use std::sync::Arc;
use std::time::Duration;

use crate::common::frame::{constants, Frame, RtuDisplay};
use crate::common::phys::PhysLayer;
use crate::decode::DecodeLevel;
use crate::error::{ConnectionError, ProtocolError};
use crate::server::registers::SharedRegisters;
use crate::server::SimulatorStats;

pub(crate) type SharedStats = Arc<parking_lot::Mutex<SimulatorStats>>;

/// Protocol I/O loop of the simulator
///
/// Accumulates bytes until the line goes quiet for one inter-frame gap, then
/// decodes exactly one frame from what was collected.
pub(crate) struct SimulatorTask {
    phys: PhysLayer,
    registers: SharedRegisters,
    stats: SharedStats,
    device_id: u8,
    gap: Duration,
    decode: DecodeLevel,
}

impl SimulatorTask {
    pub(crate) fn new(
        phys: PhysLayer,
        registers: SharedRegisters,
        stats: SharedStats,
        device_id: u8,
        gap: Duration,
        decode: DecodeLevel,
    ) -> Self {
        Self {
            phys,
            registers,
            stats,
            device_id,
            gap,
            decode,
        }
    }

    pub(crate) async fn run(&mut self, mut shutdown: tokio::sync::mpsc::Receiver<()>) {
        loop {
            tokio::select! {
                _ = shutdown.recv() => {
                    tracing::info!("simulator shutdown");
                    return;
                }
                result = self.read_frame() => {
                    match result {
                        Ok(bytes) => {
                            if let Err(err) = self.process(&bytes).await {
                                tracing::warn!("unable to send response: {}", err);
                                return;
                            }
                        }
                        Err(err) => {
                            tracing::info!("simulator stopped: {}", err);
                            return;
                        }
                    }
                }
            }
        }
    }

    /// wait for the first bytes of a frame, then collect until the line is quiet
    async fn read_frame(&mut self) -> Result<Vec<u8>, ConnectionError> {
        let mut chunk = [0u8; constants::MAX_FRAME_LENGTH];
        let mut buffer = Vec::new();

        let count = self.phys.read(&mut chunk, self.decode.physical).await?;
        if count == 0 {
            return Err(ConnectionError::Closed);
        }
        buffer.extend_from_slice(&chunk[..count]);

        loop {
            match tokio::time::timeout(self.gap, self.phys.read(&mut chunk, self.decode.physical))
                .await
            {
                // quiet period observed
                Err(_) => return Ok(buffer),
                // peer closed, hand over what arrived, the next read reports the close
                Ok(Ok(0)) => return Ok(buffer),
                Ok(Ok(count)) => buffer.extend_from_slice(&chunk[..count]),
                Ok(Err(err)) => return Err(err.into()),
            }
        }
    }

    async fn process(&mut self, bytes: &[u8]) -> Result<(), ConnectionError> {
        if bytes.len() > constants::MAX_FRAME_LENGTH {
            tracing::warn!("discarding {} bytes, longer than any RTU frame", bytes.len());
            self.stats.lock().errors += 1;
            return Ok(());
        }

        let request = match Frame::decode(bytes) {
            Ok(frame) => frame,
            Err(err) => {
                self.discard(err);
                return Ok(());
            }
        };

        if request.slave_id != self.device_id {
            tracing::debug!(
                "ignoring frame for unit {:#04X}, this is unit {:#04X}",
                request.slave_id,
                self.device_id
            );
            return Ok(());
        }

        if self.decode.frame.enabled() {
            tracing::info!("RTU RX - {}", RtuDisplay::new(self.decode.frame, &request));
        }
        self.stats.lock().messages_received += 1;

        // lock is held only for the duration of the dispatch
        let reply = {
            let mut registers = self.registers.lock();
            crate::server::handler::handle(self.device_id, &request, &mut registers)
        };

        if self.decode.frame.enabled() {
            if let Ok(frame) = Frame::decode(&reply) {
                tracing::info!("RTU TX - {}", RtuDisplay::new(self.decode.frame, &frame));
            }
        }

        self.phys.write(&reply, self.decode.physical).await?;
        self.stats.lock().messages_sent += 1;
        Ok(())
    }

    fn discard(&mut self, err: ProtocolError) {
        tracing::warn!("discarding frame: {}", err);
        self.stats.lock().errors += 1;
    }
}

#[cfg(test)]
mod tests {
    use super::*;
    use crate::common::frame::{address_pair, encode_request};
    use crate::decode::PhysDecodeLevel;
    use crate::server::registers::RegisterSpace;

    struct Fixture {
        client: PhysLayer,
        stats: SharedStats,
        registers: SharedRegisters,
        _shutdown: tokio::sync::mpsc::Sender<()>,
    }

    fn spawn() -> Fixture {
        let (client, server) = PhysLayer::loopback_pair();
        let registers = RegisterSpace::pcba_fixture().into_shared();
        let stats = SharedStats::default();
        let (tx, rx) = tokio::sync::mpsc::channel(1);
        let mut task = SimulatorTask::new(
            server,
            registers.clone(),
            stats.clone(),
            0x01,
            Duration::from_millis(5),
            DecodeLevel::default(),
        );
        tokio::spawn(async move { task.run(rx).await });
        Fixture {
            client,
            stats,
            registers,
            _shutdown: tx,
        }
    }

    async fn exchange(phys: &mut PhysLayer, request: &[u8]) -> Option<Vec<u8>> {
        phys.write(request, PhysDecodeLevel::Nothing).await.unwrap();
        let mut buffer = [0u8; 256];
        match tokio::time::timeout(
            Duration::from_millis(100),
            phys.read(&mut buffer, PhysDecodeLevel::Nothing),
        )
        .await
        {
            Ok(Ok(count)) => Some(buffer[..count].to_vec()),
            _ => None,
        }
    }

    #[tokio::test]
    async fn answers_read_request() {
        let mut fixture = spawn();
        let reply = exchange(&mut fixture.client, &encode_request(0x01, 0x03, &address_pair(0, 3)))
            .await
            .unwrap();
        let frame = Frame::decode(&reply).unwrap();
        assert_eq!(frame.payload, vec![6, 0x00, 0x01, 0x00, 0x00, 0x00, 0x64]);

        let stats = *fixture.stats.lock();
        assert_eq!(stats.messages_received, 1);
        assert_eq!(stats.messages_sent, 1);
        assert_eq!(stats.errors, 0);
    }

    #[tokio::test]
    async fn stays_silent_on_bad_crc() {
        let mut fixture = spawn();
        let mut request = encode_request(0x01, 0x03, &address_pair(0, 10));
        request[7] ^= 0xFF;
        assert!(exchange(&mut fixture.client, &request).await.is_none());
        assert_eq!(fixture.stats.lock().errors, 1);
        assert_eq!(fixture.stats.lock().messages_sent, 0);

        // still serving afterwards
        let reply = exchange(&mut fixture.client, &encode_request(0x01, 0x03, &address_pair(0, 1))).await;
        assert!(reply.is_some());
    }

    #[tokio::test]
    async fn ignores_other_units() {
        let mut fixture = spawn();
        let request = encode_request(0x02, 0x06, &address_pair(0, 7));
        assert!(exchange(&mut fixture.client, &request).await.is_none());
        assert_eq!(fixture.registers.lock().holding_register(0), Some(1));
        assert_eq!(fixture.stats.lock().errors, 0);
    }

    #[tokio::test]
    async fn write_is_visible_in_shared_registers() {
        let mut fixture = spawn();
        let request = encode_request(0x01, 0x06, &address_pair(1, 0xBEEF));
        let reply = exchange(&mut fixture.client, &request).await.unwrap();
        assert_eq!(reply, request);
        assert_eq!(fixture.registers.lock().holding_register(1), Some(0xBEEF));
    }
}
***
__Work task__
Retype every entry, keeping each character as it was.

__Output of the exercise__
use std::sync::Arc;
use std::time::Duration;

use crate::common::frame::{constants, Frame, RtuDisplay};
use crate::common::phys::PhysLayer;
use crate::decode::DecodeLevel;
use crate::error::{ConnectionError, ProtocolError};
use crate::server::registers::SharedRegisters;
use crate::server::SimulatorStats;

pub(crate) type SharedStats = Arc<parking_lot::Mutex<SimulatorStats>>;

/// Protocol I/O loop of the simulator
///
/// Accumulates bytes until the line goes quiet for one inter-frame gap, then
/// decodes exactly one frame from what was collected.
pub(crate) struct SimulatorTask {
    phys: PhysLayer,
    registers: SharedRegisters,
    stats: SharedStats,
    device_id: u8,
    gap: Duration,
    decode: DecodeLevel,
}

impl SimulatorTask {
    pub(crate) fn new(
        phys: PhysLayer,
        registers: SharedRegisters,
        stats: SharedStats,
        device_id: u8,
        gap: Duration,
        decode: DecodeLevel,
    ) -> Self {
        Self {
            phys,
            registers,
            stats,
            device_id,
            gap,
            decode,
        }
    }

    pub(crate) async fn run(&mut self, mut shutdown: tokio::sync::mpsc::Receiver<()>) {
        loop {
            tokio::select! {
                _ = shutdown.recv() => {
                    tracing::info!("simulator shutdown");
                    return;
                }
                result = self.read_frame() => {
                    match result {
                        Ok(bytes) => {
                            if let Err(err) = self.process(&bytes).await {
                                tracing::warn!("unable to send response: {}", err);
                                return;
                            }
                        }
                        Err(err) => {
                            tracing::info!("simulator stopped: {}", err);
                            return;
                        }
                    }
                }
            }
        }
    }

    /// wait for the first bytes of a frame, then collect until the line is quiet
    async fn read_frame(&mut self) -> Result<Vec<u8>, ConnectionError> {
        let mut chunk = [0u8; constants::MAX_FRAME_LENGTH];
        let mut buffer = Vec::new();

        let count = self.phys.read(&mut chunk, self.decode.physical).await?;
        if count == 0 {
            return Err(ConnectionError::Closed);
        }
        buffer.extend_from_slice(&chunk[..count]);

        loop {
            match tokio::time::timeout(self.gap, self.phys.read(&mut chunk, self.decode.physical))
                .await
            {
                // quiet period observed
                Err(_) => return Ok(buffer),
                // peer closed, hand over what arrived, the next read reports the close
                Ok(Ok(0)) => return Ok(buffer),
                Ok(Ok(count)) => buffer.extend_from_slice(&chunk[..count]),
                Ok(Err(err)) => return Err(err.into()),
            }
        }
    }

    async fn process(&mut self, bytes: &[u8]) -> Result<(), ConnectionError> {
        if bytes.len() > constants::MAX_FRAME_LENGTH {
            tracing::warn!("discarding {} bytes, longer than any RTU frame", bytes.len());
            self.stats.lock().errors += 1;
            return Ok(());
        }

        let request = match Frame::decode(bytes) {
            Ok(frame) => frame,
            Err(err) => {
                self.discard(err);
                return Ok(());
            }
        };

        if request.slave_id != self.device_id {
            tracing::debug!(
                "ignoring frame for unit {:#04X}, this is unit {:#04X}",
                request.slave_id,
                self.device_id
            );
            return Ok(());
        }

        if self.decode.frame.enabled() {
            tracing::info!("RTU RX - {}", RtuDisplay::new(self.decode.frame, &request));
        }
        self.stats.lock().messages_received += 1;

        // lock is held only for the duration of the dispatch
        let reply = {
            let mut registers = self.registers.lock();
            crate::server::handler::handle(self.device_id, &request, &mut registers)
        };

        if self.decode.frame.enabled() {
            if let Ok(frame) = Frame::decode(&reply) {
                tracing::info!("RTU TX - {}", RtuDisplay::new(self.decode.frame, &frame));
            }
        }

        self.phys.write(&reply, self.decode.physical).await?;
        self.stats.lock().messages_sent += 1;
        Ok(())
    }

    fn discard(&mut self, err: ProtocolError) {
        tracing::warn!("discarding frame: {}", err);
        self.stats.lock().errors += 1;
    }
}

#[cfg(test)]
mod tests {
    use super::*;
    use crate::common::frame::{address_pair, encode_request};
    use crate::decode::PhysDecodeLevel;
    use crate::server::registers::RegisterSpace;

    struct Fixture {
        client: PhysLayer,
        stats: SharedStats,
        registers: SharedRegisters,
        _shutdown: tokio::sync::mpsc::Sender<()>,
    }

    fn spawn() -> Fixture {
        let (client, server) = PhysLayer::loopback_pair();
        let registers = RegisterSpace::pcba_fixture().into_shared();
        let stats = SharedStats::default();
        let (tx, rx) = tokio::sync::mpsc::channel(1);
        let mut task = SimulatorTask::new(
            server,
            registers.clone(),
            stats.clone(),
            0x01,
            Duration::from_millis(5),
            DecodeLevel::default(),
        );
        tokio::spawn(async move { task.run(rx).await });
        Fixture {
            client,
            stats,
            registers,
            _shutdown: tx,
        }
    }

    async fn exchange(phys: &mut PhysLayer, request: &[u8]) -> Option<Vec<u8>> {
        phys.write(request, PhysDecodeLevel::Nothing).await.unwrap();
        let mut buffer = [0u8; 256];
        match tokio::time::timeout(
            Duration::from_millis(100),
            phys.read(&mut buffer, PhysDecodeLevel::Nothing),
        )
        .await
        {
            Ok(Ok(count)) => Some(buffer[..count].to_vec()),
            _ => None,
        }
    }

    #[tokio::test]
    async fn answers_read_request() {
        let mut fixture = spawn();
        let reply = exchange(&mut fixture.client, &encode_request(0x01, 0x03, &address_pair(0, 3)))
            .await
            .unwrap();
        let frame = Frame::decode(&reply).unwrap();
        assert_eq!(frame.payload, vec![6, 0x00, 0x01, 0x00, 0x00, 0x00, 0x64]);

        let stats = *fixture.stats.lock();
        assert_eq!(stats.messages_received, 1);
        assert_eq!(stats.messages_sent, 1);
        assert_eq!(stats.errors, 0);
    }

    #[tokio::test]
    async fn stays_silent_on_bad_crc() {
        let mut fixture = spawn();
        let mut request = encode_request(0x01, 0x03, &address_pair(0, 10));
        request[7] ^= 0xFF;
        assert!(exchange(&mut fixture.client, &request).await.is_none());
        assert_eq!(fixture.stats.lock().errors, 1);
        assert_eq!(fixture.stats.lock().messages_sent, 0);

        // still serving afterwards
        let reply = exchange(&mut fixture.client, &encode_request(0x01, 0x03, &address_pair(0, 1))).await;
        assert!(reply.is_some());
    }

    #[tokio::test]
    async fn ignores_other_units() {
        let mut fixture = spawn();
        let request = encode_request(0x02, 0x06, &address_pair(0, 7));
        assert!(exchange(&mut fixture.client, &request).await.is_none());
        assert_eq!(fixture.registers.lock().holding_register(0), Some(1));
        assert_eq!(fixture.stats.lock().errors, 0);
    }

    #[tokio::test]
    async fn write_is_visible_in_shared_registers() {
        let mut fixture = spawn();
        let request = encode_request(0x01, 0x06, &address_pair(1, 0xBEEF));
        let reply = exchange(&mut fixture.client, &request).await.unwrap();
        assert_eq!(reply, request);
        assert_eq!(fixture.registers.lock().holding_register(1), Some(0xBEEF));
    }
}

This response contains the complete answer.